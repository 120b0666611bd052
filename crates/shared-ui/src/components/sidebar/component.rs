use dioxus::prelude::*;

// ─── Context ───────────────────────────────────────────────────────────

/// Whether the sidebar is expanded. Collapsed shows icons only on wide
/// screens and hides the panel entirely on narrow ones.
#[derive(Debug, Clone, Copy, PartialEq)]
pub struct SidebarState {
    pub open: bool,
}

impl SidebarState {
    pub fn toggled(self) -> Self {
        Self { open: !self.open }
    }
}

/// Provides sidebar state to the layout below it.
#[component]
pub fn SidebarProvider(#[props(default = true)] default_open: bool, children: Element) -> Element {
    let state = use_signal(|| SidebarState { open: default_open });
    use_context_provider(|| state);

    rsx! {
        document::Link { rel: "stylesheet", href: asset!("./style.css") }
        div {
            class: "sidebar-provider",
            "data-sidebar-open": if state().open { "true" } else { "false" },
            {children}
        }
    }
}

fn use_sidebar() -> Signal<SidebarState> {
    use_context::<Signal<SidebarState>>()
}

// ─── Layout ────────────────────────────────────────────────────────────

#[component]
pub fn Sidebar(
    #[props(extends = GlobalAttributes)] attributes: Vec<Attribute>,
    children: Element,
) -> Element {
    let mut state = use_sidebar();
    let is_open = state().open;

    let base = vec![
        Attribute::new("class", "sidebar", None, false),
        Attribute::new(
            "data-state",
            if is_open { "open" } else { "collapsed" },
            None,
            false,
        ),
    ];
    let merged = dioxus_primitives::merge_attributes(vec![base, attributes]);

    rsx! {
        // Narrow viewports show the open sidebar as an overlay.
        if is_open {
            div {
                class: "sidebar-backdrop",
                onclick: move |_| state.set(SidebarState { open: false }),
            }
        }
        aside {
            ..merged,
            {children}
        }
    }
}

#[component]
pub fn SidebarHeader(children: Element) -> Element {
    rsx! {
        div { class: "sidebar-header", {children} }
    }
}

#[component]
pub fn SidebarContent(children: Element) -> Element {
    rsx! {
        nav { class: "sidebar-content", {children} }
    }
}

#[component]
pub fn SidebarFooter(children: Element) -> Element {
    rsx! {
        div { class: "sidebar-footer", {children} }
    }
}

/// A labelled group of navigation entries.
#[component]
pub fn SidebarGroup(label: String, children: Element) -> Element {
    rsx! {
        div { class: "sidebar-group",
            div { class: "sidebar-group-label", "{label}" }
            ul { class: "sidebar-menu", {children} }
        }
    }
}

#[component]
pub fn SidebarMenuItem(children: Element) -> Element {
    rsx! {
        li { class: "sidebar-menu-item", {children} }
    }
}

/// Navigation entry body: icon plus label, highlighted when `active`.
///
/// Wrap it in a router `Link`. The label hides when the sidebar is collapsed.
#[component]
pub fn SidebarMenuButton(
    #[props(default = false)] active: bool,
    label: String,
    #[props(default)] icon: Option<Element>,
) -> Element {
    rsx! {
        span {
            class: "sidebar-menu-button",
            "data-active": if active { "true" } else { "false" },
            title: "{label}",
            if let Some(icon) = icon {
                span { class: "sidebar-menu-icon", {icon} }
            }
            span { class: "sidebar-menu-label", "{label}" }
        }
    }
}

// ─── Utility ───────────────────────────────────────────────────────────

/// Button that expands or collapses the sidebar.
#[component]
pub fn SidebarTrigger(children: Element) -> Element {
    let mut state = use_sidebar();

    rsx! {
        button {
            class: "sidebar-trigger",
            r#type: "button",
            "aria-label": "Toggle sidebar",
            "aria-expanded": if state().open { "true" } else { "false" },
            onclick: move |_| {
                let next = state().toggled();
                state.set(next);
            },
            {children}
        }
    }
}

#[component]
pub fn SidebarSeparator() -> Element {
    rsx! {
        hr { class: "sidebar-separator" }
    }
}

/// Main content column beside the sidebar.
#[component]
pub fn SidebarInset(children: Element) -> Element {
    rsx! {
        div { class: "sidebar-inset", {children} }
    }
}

——

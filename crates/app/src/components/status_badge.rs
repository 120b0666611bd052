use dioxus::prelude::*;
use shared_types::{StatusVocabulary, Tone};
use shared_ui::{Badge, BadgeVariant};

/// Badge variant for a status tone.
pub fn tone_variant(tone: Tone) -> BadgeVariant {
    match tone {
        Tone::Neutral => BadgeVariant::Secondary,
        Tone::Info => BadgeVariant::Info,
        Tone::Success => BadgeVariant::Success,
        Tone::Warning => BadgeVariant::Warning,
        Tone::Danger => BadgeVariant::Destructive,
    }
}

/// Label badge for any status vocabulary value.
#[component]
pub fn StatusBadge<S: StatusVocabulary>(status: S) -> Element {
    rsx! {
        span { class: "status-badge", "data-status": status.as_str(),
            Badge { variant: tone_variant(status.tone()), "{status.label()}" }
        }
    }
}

——

> **Work task**: All lines in the preceding records that hold the word "self" need to be copied.

> **Reply**:
    pub fn toggled(self) -> Self {
        Self { open: !self.open }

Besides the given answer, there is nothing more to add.